* _Record set_
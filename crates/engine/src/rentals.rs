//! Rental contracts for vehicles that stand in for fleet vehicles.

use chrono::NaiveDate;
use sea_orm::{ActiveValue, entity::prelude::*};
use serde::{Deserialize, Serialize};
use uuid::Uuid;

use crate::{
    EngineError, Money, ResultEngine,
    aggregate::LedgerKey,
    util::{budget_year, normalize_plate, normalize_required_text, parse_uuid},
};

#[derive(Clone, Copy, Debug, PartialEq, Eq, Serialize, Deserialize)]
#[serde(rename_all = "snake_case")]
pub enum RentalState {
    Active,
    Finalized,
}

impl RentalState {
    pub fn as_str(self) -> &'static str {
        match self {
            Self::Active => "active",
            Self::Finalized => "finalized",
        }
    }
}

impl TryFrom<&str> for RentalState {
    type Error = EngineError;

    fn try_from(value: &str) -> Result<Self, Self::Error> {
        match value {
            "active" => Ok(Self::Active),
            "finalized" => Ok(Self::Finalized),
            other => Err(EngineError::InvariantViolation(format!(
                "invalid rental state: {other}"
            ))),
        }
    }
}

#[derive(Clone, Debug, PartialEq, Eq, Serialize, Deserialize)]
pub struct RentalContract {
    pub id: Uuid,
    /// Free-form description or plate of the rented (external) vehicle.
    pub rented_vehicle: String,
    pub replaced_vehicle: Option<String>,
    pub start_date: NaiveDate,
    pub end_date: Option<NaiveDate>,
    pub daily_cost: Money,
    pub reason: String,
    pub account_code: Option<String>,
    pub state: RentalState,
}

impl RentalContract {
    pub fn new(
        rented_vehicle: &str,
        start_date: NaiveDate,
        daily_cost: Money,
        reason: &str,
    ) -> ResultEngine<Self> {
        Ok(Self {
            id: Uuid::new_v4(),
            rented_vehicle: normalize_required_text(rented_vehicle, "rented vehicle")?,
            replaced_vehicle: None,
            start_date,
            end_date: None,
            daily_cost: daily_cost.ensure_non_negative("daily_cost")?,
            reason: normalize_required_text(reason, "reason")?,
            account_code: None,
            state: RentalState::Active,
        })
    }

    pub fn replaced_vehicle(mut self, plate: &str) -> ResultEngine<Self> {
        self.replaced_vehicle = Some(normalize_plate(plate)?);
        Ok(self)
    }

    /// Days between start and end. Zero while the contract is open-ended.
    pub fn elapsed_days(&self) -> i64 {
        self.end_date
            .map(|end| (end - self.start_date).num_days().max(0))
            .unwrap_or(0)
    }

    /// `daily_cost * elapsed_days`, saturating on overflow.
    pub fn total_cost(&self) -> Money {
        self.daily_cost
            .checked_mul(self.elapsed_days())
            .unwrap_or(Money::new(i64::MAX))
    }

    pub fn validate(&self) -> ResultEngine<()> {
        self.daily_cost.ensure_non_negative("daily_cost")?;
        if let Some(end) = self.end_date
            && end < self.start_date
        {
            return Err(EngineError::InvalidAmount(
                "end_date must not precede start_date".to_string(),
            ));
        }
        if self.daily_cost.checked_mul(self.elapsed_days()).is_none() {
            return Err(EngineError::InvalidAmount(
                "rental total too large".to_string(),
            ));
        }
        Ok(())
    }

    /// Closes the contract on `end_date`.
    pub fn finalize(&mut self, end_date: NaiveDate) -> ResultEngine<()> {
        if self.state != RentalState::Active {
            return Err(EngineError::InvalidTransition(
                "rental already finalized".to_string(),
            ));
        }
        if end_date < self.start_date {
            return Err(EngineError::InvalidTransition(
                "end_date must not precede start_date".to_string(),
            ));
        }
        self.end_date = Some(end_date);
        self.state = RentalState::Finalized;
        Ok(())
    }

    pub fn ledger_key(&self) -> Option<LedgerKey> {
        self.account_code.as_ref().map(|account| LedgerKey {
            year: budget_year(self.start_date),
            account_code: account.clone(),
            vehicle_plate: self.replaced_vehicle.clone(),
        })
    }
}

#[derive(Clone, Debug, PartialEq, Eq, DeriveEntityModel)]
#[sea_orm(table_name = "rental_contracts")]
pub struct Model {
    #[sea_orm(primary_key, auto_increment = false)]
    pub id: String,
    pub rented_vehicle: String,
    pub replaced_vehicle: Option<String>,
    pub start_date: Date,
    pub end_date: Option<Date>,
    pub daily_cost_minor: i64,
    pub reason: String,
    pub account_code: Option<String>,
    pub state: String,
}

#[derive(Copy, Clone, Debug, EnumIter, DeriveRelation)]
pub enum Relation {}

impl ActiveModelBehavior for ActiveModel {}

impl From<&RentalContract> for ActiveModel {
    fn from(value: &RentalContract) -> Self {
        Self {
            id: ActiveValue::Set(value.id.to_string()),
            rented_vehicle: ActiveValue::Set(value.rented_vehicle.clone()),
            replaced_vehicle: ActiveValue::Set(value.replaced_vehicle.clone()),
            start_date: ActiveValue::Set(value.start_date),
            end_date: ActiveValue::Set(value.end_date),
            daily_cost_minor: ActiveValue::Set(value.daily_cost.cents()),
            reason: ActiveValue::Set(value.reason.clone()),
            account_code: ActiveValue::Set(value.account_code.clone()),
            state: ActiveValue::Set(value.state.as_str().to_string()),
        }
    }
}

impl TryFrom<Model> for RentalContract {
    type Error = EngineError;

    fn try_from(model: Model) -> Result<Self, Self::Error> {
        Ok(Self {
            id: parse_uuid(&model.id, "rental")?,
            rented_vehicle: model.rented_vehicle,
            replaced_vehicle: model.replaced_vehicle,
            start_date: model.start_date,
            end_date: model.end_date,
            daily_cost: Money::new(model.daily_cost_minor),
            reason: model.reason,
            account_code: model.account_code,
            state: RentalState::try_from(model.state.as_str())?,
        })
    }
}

* * *

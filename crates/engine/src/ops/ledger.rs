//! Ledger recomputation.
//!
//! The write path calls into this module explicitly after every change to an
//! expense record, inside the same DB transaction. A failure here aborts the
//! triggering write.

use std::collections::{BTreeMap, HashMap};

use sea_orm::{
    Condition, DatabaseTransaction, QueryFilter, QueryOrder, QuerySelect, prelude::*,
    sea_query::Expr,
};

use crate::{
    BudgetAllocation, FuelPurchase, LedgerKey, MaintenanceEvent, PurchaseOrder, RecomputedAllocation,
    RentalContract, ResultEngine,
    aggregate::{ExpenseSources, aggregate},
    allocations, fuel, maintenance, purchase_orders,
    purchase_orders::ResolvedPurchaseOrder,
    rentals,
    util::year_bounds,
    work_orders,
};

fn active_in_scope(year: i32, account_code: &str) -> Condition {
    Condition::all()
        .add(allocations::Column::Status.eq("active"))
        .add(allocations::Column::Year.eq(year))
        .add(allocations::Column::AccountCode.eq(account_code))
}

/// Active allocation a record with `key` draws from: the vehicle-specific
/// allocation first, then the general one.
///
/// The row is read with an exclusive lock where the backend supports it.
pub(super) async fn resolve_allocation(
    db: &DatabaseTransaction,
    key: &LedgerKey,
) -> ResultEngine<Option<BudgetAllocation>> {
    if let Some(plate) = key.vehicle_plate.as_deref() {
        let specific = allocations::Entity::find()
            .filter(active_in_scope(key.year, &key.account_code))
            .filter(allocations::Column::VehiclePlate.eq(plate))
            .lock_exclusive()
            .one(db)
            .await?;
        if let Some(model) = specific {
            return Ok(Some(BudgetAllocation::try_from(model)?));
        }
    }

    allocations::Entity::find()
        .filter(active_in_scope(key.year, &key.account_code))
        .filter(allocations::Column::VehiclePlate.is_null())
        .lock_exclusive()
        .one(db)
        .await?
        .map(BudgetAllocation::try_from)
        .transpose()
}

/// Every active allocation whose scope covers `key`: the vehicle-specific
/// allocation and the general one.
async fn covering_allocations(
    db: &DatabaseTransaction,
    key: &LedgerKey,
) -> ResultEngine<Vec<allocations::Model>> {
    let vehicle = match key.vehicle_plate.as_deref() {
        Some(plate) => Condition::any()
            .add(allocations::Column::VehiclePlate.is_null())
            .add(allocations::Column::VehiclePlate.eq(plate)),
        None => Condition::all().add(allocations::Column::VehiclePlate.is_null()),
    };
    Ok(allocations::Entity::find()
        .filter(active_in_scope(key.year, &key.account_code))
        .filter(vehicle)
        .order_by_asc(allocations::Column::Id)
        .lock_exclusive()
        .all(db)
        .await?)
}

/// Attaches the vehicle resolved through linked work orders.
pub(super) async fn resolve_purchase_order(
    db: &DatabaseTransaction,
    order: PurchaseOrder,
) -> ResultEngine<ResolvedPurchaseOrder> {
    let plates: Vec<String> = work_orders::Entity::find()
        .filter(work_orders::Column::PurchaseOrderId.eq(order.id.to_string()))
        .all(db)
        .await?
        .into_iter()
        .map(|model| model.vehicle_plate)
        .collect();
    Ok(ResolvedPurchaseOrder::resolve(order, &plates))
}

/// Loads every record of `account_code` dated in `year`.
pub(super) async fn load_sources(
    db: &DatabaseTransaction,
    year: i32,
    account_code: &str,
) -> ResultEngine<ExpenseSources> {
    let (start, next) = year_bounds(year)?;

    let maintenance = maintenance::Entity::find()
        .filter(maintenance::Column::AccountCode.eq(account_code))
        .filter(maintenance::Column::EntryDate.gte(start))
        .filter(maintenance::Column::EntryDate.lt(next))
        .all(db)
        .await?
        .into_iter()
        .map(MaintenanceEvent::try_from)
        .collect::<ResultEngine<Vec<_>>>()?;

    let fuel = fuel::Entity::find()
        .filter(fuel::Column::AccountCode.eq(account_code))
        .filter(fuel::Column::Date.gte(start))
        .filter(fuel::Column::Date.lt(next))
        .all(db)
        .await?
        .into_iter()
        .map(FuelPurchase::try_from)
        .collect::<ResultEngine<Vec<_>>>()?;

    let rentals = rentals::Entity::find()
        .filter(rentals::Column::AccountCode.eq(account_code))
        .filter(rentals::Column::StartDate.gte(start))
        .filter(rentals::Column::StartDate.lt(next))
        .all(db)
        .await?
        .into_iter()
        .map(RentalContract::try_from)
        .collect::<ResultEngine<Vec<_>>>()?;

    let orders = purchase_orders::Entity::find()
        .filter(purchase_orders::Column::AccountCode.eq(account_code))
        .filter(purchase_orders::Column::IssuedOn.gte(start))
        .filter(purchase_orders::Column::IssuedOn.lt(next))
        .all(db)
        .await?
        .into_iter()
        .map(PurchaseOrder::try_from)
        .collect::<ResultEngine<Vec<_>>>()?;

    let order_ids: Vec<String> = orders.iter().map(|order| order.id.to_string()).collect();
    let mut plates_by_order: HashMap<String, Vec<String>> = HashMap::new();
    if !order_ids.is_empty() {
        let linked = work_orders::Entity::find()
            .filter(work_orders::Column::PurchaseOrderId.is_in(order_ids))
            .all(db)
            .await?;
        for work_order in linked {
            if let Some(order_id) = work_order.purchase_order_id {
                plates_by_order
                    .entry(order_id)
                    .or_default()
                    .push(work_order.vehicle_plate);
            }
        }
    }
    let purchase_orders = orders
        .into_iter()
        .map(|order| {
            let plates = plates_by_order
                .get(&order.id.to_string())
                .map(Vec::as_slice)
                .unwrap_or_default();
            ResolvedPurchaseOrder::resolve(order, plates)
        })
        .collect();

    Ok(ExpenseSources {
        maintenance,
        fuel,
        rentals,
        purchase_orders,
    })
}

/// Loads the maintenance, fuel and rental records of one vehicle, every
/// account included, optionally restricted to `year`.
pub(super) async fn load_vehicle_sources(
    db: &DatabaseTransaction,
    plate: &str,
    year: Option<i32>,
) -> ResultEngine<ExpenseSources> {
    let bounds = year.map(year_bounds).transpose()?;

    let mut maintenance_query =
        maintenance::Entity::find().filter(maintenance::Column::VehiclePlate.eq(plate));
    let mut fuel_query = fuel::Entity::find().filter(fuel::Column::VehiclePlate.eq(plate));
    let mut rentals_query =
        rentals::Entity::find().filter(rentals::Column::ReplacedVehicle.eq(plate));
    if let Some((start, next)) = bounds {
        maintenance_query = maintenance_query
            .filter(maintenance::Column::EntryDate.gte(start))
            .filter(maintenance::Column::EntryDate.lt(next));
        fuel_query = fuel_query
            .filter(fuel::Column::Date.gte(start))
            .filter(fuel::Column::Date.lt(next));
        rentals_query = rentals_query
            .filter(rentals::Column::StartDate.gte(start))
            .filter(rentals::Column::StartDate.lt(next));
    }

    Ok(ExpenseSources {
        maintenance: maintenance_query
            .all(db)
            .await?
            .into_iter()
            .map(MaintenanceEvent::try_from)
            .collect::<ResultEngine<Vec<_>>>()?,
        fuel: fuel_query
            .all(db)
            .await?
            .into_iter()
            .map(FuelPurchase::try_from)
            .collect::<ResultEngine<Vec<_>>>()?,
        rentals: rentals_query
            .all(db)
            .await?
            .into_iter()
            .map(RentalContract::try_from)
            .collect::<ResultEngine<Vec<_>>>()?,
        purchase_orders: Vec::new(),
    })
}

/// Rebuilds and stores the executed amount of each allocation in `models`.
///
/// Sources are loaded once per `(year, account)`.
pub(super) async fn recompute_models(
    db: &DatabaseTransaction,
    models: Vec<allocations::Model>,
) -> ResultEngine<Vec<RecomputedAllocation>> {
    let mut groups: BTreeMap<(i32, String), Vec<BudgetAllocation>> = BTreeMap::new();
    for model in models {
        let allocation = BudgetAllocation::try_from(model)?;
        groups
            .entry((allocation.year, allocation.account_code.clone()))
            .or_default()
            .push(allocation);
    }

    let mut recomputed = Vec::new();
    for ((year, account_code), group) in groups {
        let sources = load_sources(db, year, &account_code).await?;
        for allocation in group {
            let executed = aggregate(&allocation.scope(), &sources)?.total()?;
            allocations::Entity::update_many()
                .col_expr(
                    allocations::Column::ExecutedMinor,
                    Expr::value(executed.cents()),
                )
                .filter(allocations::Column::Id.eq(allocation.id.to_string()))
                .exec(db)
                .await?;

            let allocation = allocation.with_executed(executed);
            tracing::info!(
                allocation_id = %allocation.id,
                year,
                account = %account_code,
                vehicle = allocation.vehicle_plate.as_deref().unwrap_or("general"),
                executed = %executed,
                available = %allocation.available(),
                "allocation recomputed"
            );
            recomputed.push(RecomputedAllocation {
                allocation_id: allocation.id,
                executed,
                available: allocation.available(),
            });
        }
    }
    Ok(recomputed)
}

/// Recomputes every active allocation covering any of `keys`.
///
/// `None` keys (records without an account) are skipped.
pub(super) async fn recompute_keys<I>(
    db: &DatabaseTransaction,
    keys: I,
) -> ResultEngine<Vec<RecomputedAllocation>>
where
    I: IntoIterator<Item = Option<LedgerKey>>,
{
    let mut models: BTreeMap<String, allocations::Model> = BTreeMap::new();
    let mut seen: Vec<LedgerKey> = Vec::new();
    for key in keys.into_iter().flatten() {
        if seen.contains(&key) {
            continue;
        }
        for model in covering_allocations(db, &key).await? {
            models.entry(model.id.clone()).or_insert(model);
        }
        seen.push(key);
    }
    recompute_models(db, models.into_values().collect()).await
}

* _What needs to be done_
The lines sought are those in the data above that include the string "Some"; copy each one.

* _Solution_
        self.replaced_vehicle = Some(normalize_plate(plate)?);
        if let Some(end) = self.end_date
        self.end_date = Some(end_date);
    if let Some(plate) = key.vehicle_plate.as_deref() {
        if let Some(model) = specific {
            return Ok(Some(BudgetAllocation::try_from(model)?));
        Some(plate) => Condition::any()
            if let Some(order_id) = work_order.purchase_order_id {
    if let Some((start, next)) = bounds {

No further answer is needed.